They leave. I take a few moments to regroup. Kate wasn’t always such a bully, and she doesn’t hold a candle to her dad. I think Kate not only armored but armed herself too heavily when she left here on that bus for California. Maybe she had to. If only Beth had inherited some of Kate’s courage and kick, and Kate some of her sister’s gentleness. I go in to Emmy. I make her sit up and drink a swallow of water. “Your aunt would want you to eat.”

“She’s not here. She left me. She left us. I wish Mom had died instead.”

“You don’t mean that.”

“Maybe.”

I grab the desk chair and place it close to the bed. I sit down in case she wants to talk some more. I can’t look at the crib.

“Reuben knows how to be hungry,” she says. “He said hunger is part of being Indian. I miss him.” She still seems about seven. “But not as much as you miss Aunt Beth.”

“I’ll be okay.”

“You
won’t
be okay after I leave.

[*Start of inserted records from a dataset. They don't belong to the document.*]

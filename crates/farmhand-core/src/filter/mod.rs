mod engine;
mod state;

use thiserror::Error;

pub use engine::{
    filter_buyers, matches, smart_group_counts, SmartGroupCounts, HIGH_SCORE_MIN, HOT_SCORE_MIN,
    NEW_WINDOW_SECS,
};
pub use state::{parse_score_bound, FilterState, QuickFilter, SmartGroup, Toggle};

#[derive(Debug, Error, PartialEq, Eq)]
pub enum FilterParseError {
    #[error("invalid tri-state value: {0} (expected any|yes|no)")]
    InvalidToggle(String),
    #[error("invalid quick filter: {0}")]
    InvalidQuickFilter(String),
    #[error("invalid smart group: {0}")]
    InvalidSmartGroup(String),
}
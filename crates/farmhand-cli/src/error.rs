use anyhow::Error;
use farmhand_config::ConfigError;
use farmhand_core::filter::FilterParseError;
use farmhand_core::time::TimeParseError;
use farmhand_import::ImportError;
use farmhand_store::error::{StoreError, StoreErrorKind};
use std::process::ExitCode;
use thiserror::Error as ThisError;

pub const EXIT_FAILURE: u8 = 1;
pub const EXIT_NOT_FOUND: u8 = 2;
pub const EXIT_INVALID_INPUT: u8 = 3;

#[derive(Debug, ThisError)]
pub enum CliError {
    #[error("invalid input: {0}")]
    InvalidInput(String),
    #[error("not found: {0}")]
    NotFound(String),
}

pub fn invalid_input(message: impl Into<String>) -> Error {
    CliError::InvalidInput(message.into()).into()
}

pub fn not_found(message: impl Into<String>) -> Error {
    CliError::NotFound(message.into()).into()
}

pub fn report_error(err: &Error, verbose: bool) {
    if verbose {
        eprintln!("error: {:#}", err);
    } else {
        eprintln!("error: {}", err);
    }
}

pub fn exit_code_for(err: &Error) -> ExitCode {
    for cause in err.chain() {
        if let Some(cli_err) = cause.downcast_ref::<CliError>() {
            return ExitCode::from(match cli_err {
                CliError::InvalidInput(_) => EXIT_INVALID_INPUT,
                CliError::NotFound(_) => EXIT_NOT_FOUND,
            });
        }
        if let Some(store_err) = cause.downcast_ref::<StoreError>() {
            return ExitCode::from(store_exit_code(store_err));
        }
        if let Some(config_err) = cause.downcast_ref::<ConfigError>() {
            return ExitCode::from(config_exit_code(config_err));
        }
        if let Some(import_err) = cause.downcast_ref::<ImportError>() {
            return ExitCode::from(import_exit_code(import_err));
        }
        if let Some(_parse_err) = cause.downcast_ref::<FilterParseError>() {
            return ExitCode::from(EXIT_INVALID_INPUT);
        }
        if let Some(_parse_err) = cause.downcast_ref::<TimeParseError>() {
            return ExitCode::from(EXIT_INVALID_INPUT);
        }
    }
    ExitCode::from(EXIT_FAILURE)
}

fn store_exit_code(err: &StoreError) -> u8 {
    match err.kind() {
        StoreErrorKind::NotFound => EXIT_NOT_FOUND,
        StoreErrorKind::InvalidId
        | StoreErrorKind::InvalidDataPath
        | StoreErrorKind::ProtectedTag => EXIT_INVALID_INPUT,
        StoreErrorKind::MissingHomeDir
        | StoreErrorKind::Migration
        | StoreErrorKind::Sql
        | StoreErrorKind::Json
        | StoreErrorKind::Io => EXIT_FAILURE,
    }
}

fn config_exit_code(err: &ConfigError) -> u8 {
    match err {
        ConfigError::MissingHomeDir => EXIT_FAILURE,
        ConfigError::InvalidConfigPath(_)
        | ConfigError::MissingConfigFile(_)
        | ConfigError::InsecurePermissions(_)
        | ConfigError::InvalidBatchSize(_)
        | ConfigError::Read { .. }
        | ConfigError::Parse { .. } => EXIT_INVALID_INPUT,
    }
}

fn import_exit_code(err: &ImportError) -> u8 {
    match err {
        ImportError::Parse(_) | ImportError::Validation(_) => EXIT_INVALID_INPUT,
        ImportError::Store(_) => EXIT_FAILURE,
    }
}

You’ll be all alone.”

“I’ll be okay if I know
you
are.”

That’s not what she wanted to hear. “I want to go to sleep.”

I grab a beer from the fridge and head out front to drink it on the steps. I hear Reuben’s nieces and nephews in the trailer next door. I see Teresa pass by the kitchen window. She doesn’t see me because I turned off the porch light. Beth has been in the ground—unbelievable—for more than twenty-four hours. It seems longer. It seems shorter.
Beth.
I put my head down.
My journey without you has begun. Rest, my darling.

Kate and Spencer arrive early. I have to admit that Emmy wouldn’t eat last night. All morning she’s been curled up under the covers, even her head. Spencer tries tempting Emmy with her favorite flavor of Ben & Jerry’s. By noon we are all three exasperated. Emmy may be shy, but she’s also stubborn. Kate goes in alone to be the heavy. At this point, whatever it takes to get Emmy to eat. It’s been more than twenty-four hours.

“Enough, Emmy,” we hear. “You have to get up. If you don’t eat, you’re going to get sick. We have to pack. We’re leaving in the morning. I know you’re hurting terribly, honey. Things will be better in California. Come on now and get up.”

Spencer and I pace in the living room. Suddenly we hear movements and thuds. Would Kate actually drag Emmy out of bed?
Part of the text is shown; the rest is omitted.